There are very few indie artists out there who don’t dream of that smash single that propels them to the top—but the truth is, it’s a double-edged sword when it happens. Instant fame comes with a huge set of expectations for musical maturity that the uninitiated aren’t always prepared for—and too often, they just can’t keep up. Ever since Christina Perri found that instant fame with “Jar of Hearts” a few years ago, I’ve had this feeling in watching her career that she’s been running to catch up, trying desperately to grow into shoes four sizes too big for her—trying to attain the musical maturity and range that is needed to keep people’s interest at the mainstream level. While her debut album lovestrong showed promise (and her Twilight hit “A Thousand Years” certainly helped matters), I was still uncertain. With her sophomore release Head or Heart, however, there are signs that Perri might actually grow into these shoes, after all.
To be clear about what I’m saying, it isn’t Perri’s talent, nor even her songwriting skills, that have been her biggest obstacle (otherwise, “Jar of Hearts” wouldn’t have happened in the first place). Rather, it’s her range, her ability to write and sing something other than forlorn and/or angsty love ballads, that has been at issue. When her single “Human” was released last November, I mentioned my concerns that every one of Perri’s singles thus far has been this same type of slow, string-laden ballad. This, too, was lovestrong’s weakness, even though it was enough to keep her on tour for a year and ultimately went Gold in the UK and Australia. She does this stuff well, but it will only carry her for so long. My concern was that without extending her reach into new territory, her success would still be short-lived.
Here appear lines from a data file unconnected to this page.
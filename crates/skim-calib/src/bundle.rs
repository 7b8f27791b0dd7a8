use std::collections::BTreeMap;
use std::sync::Arc;

use serde::{Deserialize, Serialize};
use skim_core::errors::{ErrorInfo, SkimError};
use skim_core::Variation;
use tracing::info;

use crate::btag::BTagCalibration;
use crate::provider::{
    CalibrationLoader, CorrectionLevel, JecUncertainty, JetResolution, ResolutionScaleFactor,
};

/// Smallest factor a correction level may return.
pub const DEFAULT_FLOOR: f64 = 1e-4;

fn default_floor() -> f64 {
    DEFAULT_FLOOR
}

fn default_pt_range() -> [f64; 2] {
    [10.0, 6500.0]
}

fn malformed(name: &str, message: impl Into<String>) -> SkimError {
    SkimError::Calibration(ErrorInfo::new("malformed-table", message).with_context("table", name))
}

fn missing(kind: &str, name: &str) -> SkimError {
    SkimError::Calibration(
        ErrorInfo::new("missing-descriptor", format!("no {kind} registered as {name}"))
            .with_context("descriptor", name)
            .with_hint("check the descriptor templates of the era against the bundle"),
    )
}

/// Bin containing `x`, with values outside the edges clamped to the first or
/// last bin. NaN lands in the first bin.
fn bin_index(edges: &[f64], x: f64) -> usize {
    let bins = edges.len().saturating_sub(1);
    if bins <= 1 {
        return 0;
    }
    let above = edges[1..bins].partition_point(|edge| *edge <= x);
    above.min(bins - 1)
}

fn check_edges(name: &str, axis: &str, edges: &[f64]) -> Result<usize, SkimError> {
    if edges.len() < 2 || edges.windows(2).any(|pair| !(pair[0] < pair[1])) {
        return Err(malformed(name, format!("{axis} edges must be strictly increasing")));
    }
    Ok(edges.len() - 1)
}

/// Values on an eta × pt grid, row-major in eta.
#[derive(Debug, Clone, PartialEq, Serialize, Deserialize)]
pub struct BinnedTable {
    /// Eta bin edges.
    pub eta_edges: Vec<f64>,
    /// Pt bin edges.
    pub pt_edges: Vec<f64>,
    /// One value per (eta, pt) bin.
    pub values: Vec<f64>,
    /// Bin in |eta| rather than signed eta.
    #[serde(default)]
    pub abs_eta: bool,
}

impl BinnedTable {
    /// Value of the bin containing (eta, pt), clamped to the grid.
    pub fn lookup(&self, eta: f64, pt: f64) -> f64 {
        let eta = if self.abs_eta { eta.abs() } else { eta };
        let pt_bins = self.pt_edges.len().saturating_sub(1).max(1);
        let idx = bin_index(&self.eta_edges, eta) * pt_bins + bin_index(&self.pt_edges, pt);
        self.values.get(idx).copied().unwrap_or(f64::NAN)
    }

    fn validate(&self, name: &str) -> Result<(), SkimError> {
        let expected = check_edges(name, "eta", &self.eta_edges)?
            * check_edges(name, "pt", &self.pt_edges)?;
        if self.values.len() != expected {
            return Err(malformed(
                name,
                format!("expected {expected} values, found {}", self.values.len()),
            ));
        }
        Ok(())
    }
}

/// One correction level.
#[derive(Debug, Clone, PartialEq, Serialize, Deserialize)]
#[serde(tag = "kind", rename_all = "snake_case")]
pub enum CorrectionTable {
    /// Pileup offset: `1 - rho · area · offset(eta) / pt`.
    PileupOffset {
        /// Eta bin edges.
        eta_edges: Vec<f64>,
        /// Offset density per eta bin.
        offset: Vec<f64>,
        /// Smallest returned factor.
        #[serde(default = "default_floor")]
        floor: f64,
    },
    /// Factor read from an eta × pt grid (relative, absolute, residual).
    Binned {
        /// Factor grid.
        table: BinnedTable,
        /// Smallest returned factor.
        #[serde(default = "default_floor")]
        floor: f64,
    },
}

impl CorrectionTable {
    fn validate(&self, name: &str) -> Result<(), SkimError> {
        match self {
            CorrectionTable::PileupOffset { eta_edges, offset, floor } => {
                let bins = check_edges(name, "eta", eta_edges)?;
                if offset.len() != bins {
                    return Err(malformed(name, "one offset per eta bin expected"));
                }
                check_floor(name, *floor)
            }
            CorrectionTable::Binned { table, floor } => {
                table.validate(name)?;
                check_floor(name, *floor)
            }
        }
    }
}

fn check_floor(name: &str, floor: f64) -> Result<(), SkimError> {
    if floor > 0.0 && floor.is_finite() {
        Ok(())
    } else {
        Err(malformed(name, "floor must be finite and positive"))
    }
}

impl CorrectionLevel for CorrectionTable {
    fn factor(&self, pt: f64, eta: f64, rho: f64, area: f64) -> f64 {
        let (raw, floor) = match self {
            CorrectionTable::PileupOffset { eta_edges, offset, floor } => {
                let density = offset.get(bin_index(eta_edges, eta)).copied().unwrap_or(0.0);
                (1.0 - rho * area * density / pt, *floor)
            }
            CorrectionTable::Binned { table, floor } => (table.lookup(eta, pt), *floor),
        };
        if raw.is_finite() {
            raw.max(floor)
        } else {
            floor
        }
    }
}

/// Up and down uncertainty grids of one source.
#[derive(Debug, Clone, PartialEq, Serialize, Deserialize)]
pub struct UncertaintyTable {
    /// Upward relative uncertainty.
    pub up: BinnedTable,
    /// Downward relative uncertainty.
    pub down: BinnedTable,
}

impl JecUncertainty for UncertaintyTable {
    fn uncertainty(&self, pt: f64, eta: f64, variation: Variation) -> f64 {
        let value = match variation {
            Variation::Up => self.up.lookup(eta, pt),
            Variation::Down => self.down.lookup(eta, pt),
        };
        if value.is_finite() {
            value.abs()
        } else {
            0.0
        }
    }
}

/// Parametrised resolution `sqrt(N·|N|/pt² + S²/pt + C²)` per (eta, rho) bin.
#[derive(Debug, Clone, PartialEq, Serialize, Deserialize)]
pub struct ResolutionTable {
    /// Eta bin edges.
    pub eta_edges: Vec<f64>,
    /// Rho bin edges.
    pub rho_edges: Vec<f64>,
    /// `[N, S, C]` per bin, row-major in eta.
    pub parameters: Vec<[f64; 3]>,
    /// Pt range the parametrisation is valid in.
    #[serde(default = "default_pt_range")]
    pub pt_range: [f64; 2],
}

impl JetResolution for ResolutionTable {
    fn resolution(&self, pt: f64, eta: f64, rho: f64) -> f64 {
        let rho_bins = self.rho_edges.len().saturating_sub(1).max(1);
        let idx = bin_index(&self.eta_edges, eta) * rho_bins + bin_index(&self.rho_edges, rho);
        let Some([n, s, c]) = self.parameters.get(idx).copied() else {
            return 0.0;
        };
        let pt = pt.max(self.pt_range[0]).min(self.pt_range[1]);
        let sigma = (n * n.abs() / (pt * pt) + s * s / pt + c * c).max(0.0).sqrt();
        if sigma.is_finite() {
            sigma
        } else {
            0.0
        }
    }
}

impl ResolutionTable {
    fn validate(&self, name: &str) -> Result<(), SkimError> {
        let expected = check_edges(name, "eta", &self.eta_edges)?
            * check_edges(name, "rho", &self.rho_edges)?;
        if self.parameters.len() != expected {
            return Err(malformed(name, format!("expected {expected} parameter sets")));
        }
        if !(0.0 < self.pt_range[0] && self.pt_range[0] < self.pt_range[1]) {
            return Err(malformed(name, "pt range must be positive and increasing"));
        }
        Ok(())
    }
}

/// Resolution scale factors per eta bin.
#[derive(Debug, Clone, PartialEq, Serialize, Deserialize)]
pub struct ScaleFactorTable {
    /// Eta bin edges.
    pub eta_edges: Vec<f64>,
    /// Nominal factors.
    pub nominal: Vec<f64>,
    /// Upward-shifted factors.
    pub up: Vec<f64>,
    /// Downward-shifted factors.
    pub down: Vec<f64>,
    /// Bin in |eta| rather than signed eta.
    #[serde(default)]
    pub abs_eta: bool,
}

impl ResolutionScaleFactor for ScaleFactorTable {
    fn scale_factor(&self, eta: f64, variation: Option<Variation>) -> f64 {
        let eta = if self.abs_eta { eta.abs() } else { eta };
        let column = match variation {
            None => &self.nominal,
            Some(Variation::Up) => &self.up,
            Some(Variation::Down) => &self.down,
        };
        column.get(bin_index(&self.eta_edges, eta)).copied().unwrap_or(1.0)
    }
}

impl ScaleFactorTable {
    fn validate(&self, name: &str) -> Result<(), SkimError> {
        let bins = check_edges(name, "eta", &self.eta_edges)?;
        if [&self.nominal, &self.up, &self.down].iter().any(|column| column.len() != bins) {
            return Err(malformed(name, "one factor per eta bin expected"));
        }
        Ok(())
    }
}

/// Every table of a job, keyed by resolved descriptor name.
///
/// The bundle is validated as a whole when it is read, so lookups on the
/// providers it hands out never index out of range.
#[derive(Debug, Clone, PartialEq, Default, Serialize, Deserialize)]
pub struct CalibrationBundle {
    /// Correction levels.
    #[serde(default)]
    pub corrections: BTreeMap<String, CorrectionTable>,
    /// Uncertainty files, each holding named sources.
    #[serde(default)]
    pub uncertainties: BTreeMap<String, BTreeMap<String, UncertaintyTable>>,
    /// Pt-resolution tables.
    #[serde(default)]
    pub resolutions: BTreeMap<String, ResolutionTable>,
    /// Resolution scale-factor tables.
    #[serde(default)]
    pub scale_factors: BTreeMap<String, ScaleFactorTable>,
    /// B-tag calibrations.
    #[serde(default)]
    pub btag: BTreeMap<String, BTagCalibration>,
}

impl CalibrationBundle {
    /// Reads and validates a JSON bundle.
    pub fn from_json_slice(data: &[u8]) -> Result<Self, SkimError> {
        let bundle: Self = skim_core::serde::from_json_slice(data)?;
        bundle.validate()?;
        info!(
            corrections = bundle.corrections.len(),
            uncertainties = bundle.uncertainties.len(),
            resolutions = bundle.resolutions.len(),
            scale_factors = bundle.scale_factors.len(),
            btag = bundle.btag.len(),
            "calibration bundle loaded"
        );
        Ok(bundle)
    }

    /// Checks every table's shape.
    pub fn validate(&self) -> Result<(), SkimError> {
        for (name, table) in &self.corrections {
            table.validate(name)?;
        }
        for (name, sources) in &self.uncertainties {
            for table in sources.values() {
                table.up.validate(name)?;
                table.down.validate(name)?;
            }
        }
        for (name, table) in &self.resolutions {
            table.validate(name)?;
        }
        for (name, table) in &self.scale_factors {
            table.validate(name)?;
        }
        for (name, calibration) in &self.btag {
            calibration.validate(name)?;
        }
        Ok(())
    }
}

impl CalibrationLoader for CalibrationBundle {
    fn contains(&self, name: &str) -> bool {
        self.corrections.contains_key(name)
            || self.uncertainties.contains_key(name)
            || self.resolutions.contains_key(name)
            || self.scale_factors.contains_key(name)
            || self.btag.contains_key(name)
    }

    fn correction_level(&self, name: &str) -> Result<Arc<dyn CorrectionLevel>, SkimError> {
        let table = self.corrections.get(name).ok_or_else(|| missing("correction level", name))?;
        Ok(Arc::new(table.clone()))
    }

    fn uncertainty(&self, name: &str, source: &str) -> Result<Arc<dyn JecUncertainty>, SkimError> {
        let sources = self.uncertainties.get(name).ok_or_else(|| missing("uncertainty file", name))?;
        let table = sources.get(source).ok_or_else(|| {
            SkimError::Calibration(
                ErrorInfo::new("missing-source", format!("{name} has no source {source}"))
                    .with_context("descriptor", name)
                    .with_context("source", source)
                    .with_hint(format!(
                        "available sources: {}",
                        sources.keys().cloned().collect::<Vec<_>>().join(", ")
                    )),
            )
        })?;
        Ok(Arc::new(table.clone()))
    }

    fn resolution(&self, name: &str) -> Result<Arc<dyn JetResolution>, SkimError> {
        let table = self.resolutions.get(name).ok_or_else(|| missing("resolution", name))?;
        Ok(Arc::new(table.clone()))
    }

    fn resolution_scale_factor(
        &self,
        name: &str,
    ) -> Result<Arc<dyn ResolutionScaleFactor>, SkimError> {
        let table = self
            .scale_factors
            .get(name)
            .ok_or_else(|| missing("resolution scale factor", name))?;
        Ok(Arc::new(table.clone()))
    }

    fn btag(&self, name: &str) -> Result<Arc<BTagCalibration>, SkimError> {
        let calibration = self.btag.get(name).ok_or_else(|| missing("b-tag calibration", name))?;
        Ok(Arc::new(calibration.clone()))
    }
}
Enter Head or Heart. While there’s still plenty of room to grow, Christina Perri has risen to the challenge, and actually put out a record with some range. There are even some tunes on this record that could loosely be considered uptempo. “Burning Gold” is already one of my favorites, along with “One Night,” “Shot Me In the Heart,” and a quirky duet with Ed Sheeran on “Be My Forever.” In all these tracks, Perri not only stretches herself into new territory, but sits there comfortably, her voice covering the ground seamlessly. It doesn’t sound forced—it sounds like she belongs here. It’s not a huge amount of range, but it is range nonetheless—a sign that she’s growing as an artist.
Admittedly, ballads are still her strongest suit (nothing wrong with that), and Perri delivers some new classics with “Sea of Lovers”, “Butterfly” and the aforementioned “Human.” Lyrically, she stays in familiar territory (the album title is reflecting on the tension between logic and emotion in relationships), but her lyrics do occasionally extend beyond the basic who-do-you-think-you-are-i-can’t-believe-i-fell-for-you stuff into more poetic and reflective expression. “One night I’ll be the moon / Hanging over you / Spilling all over your body / Covering all your wounds,” she sings on “One Night.” And perhaps the most self-aware lyric of the record can be found on “Run”: “I keep trying to find happiness in everybody else.”
So…Christina Perri is still running to catch up with her runaway success, but with Head or Heart, at least she’s gaining on it. This is not a defining moment for her, but it is certainly her most mature work so far. And it gives me hope that this talented artist may overcome the odds, beat instant success at its own game, and actually forge a future in this business.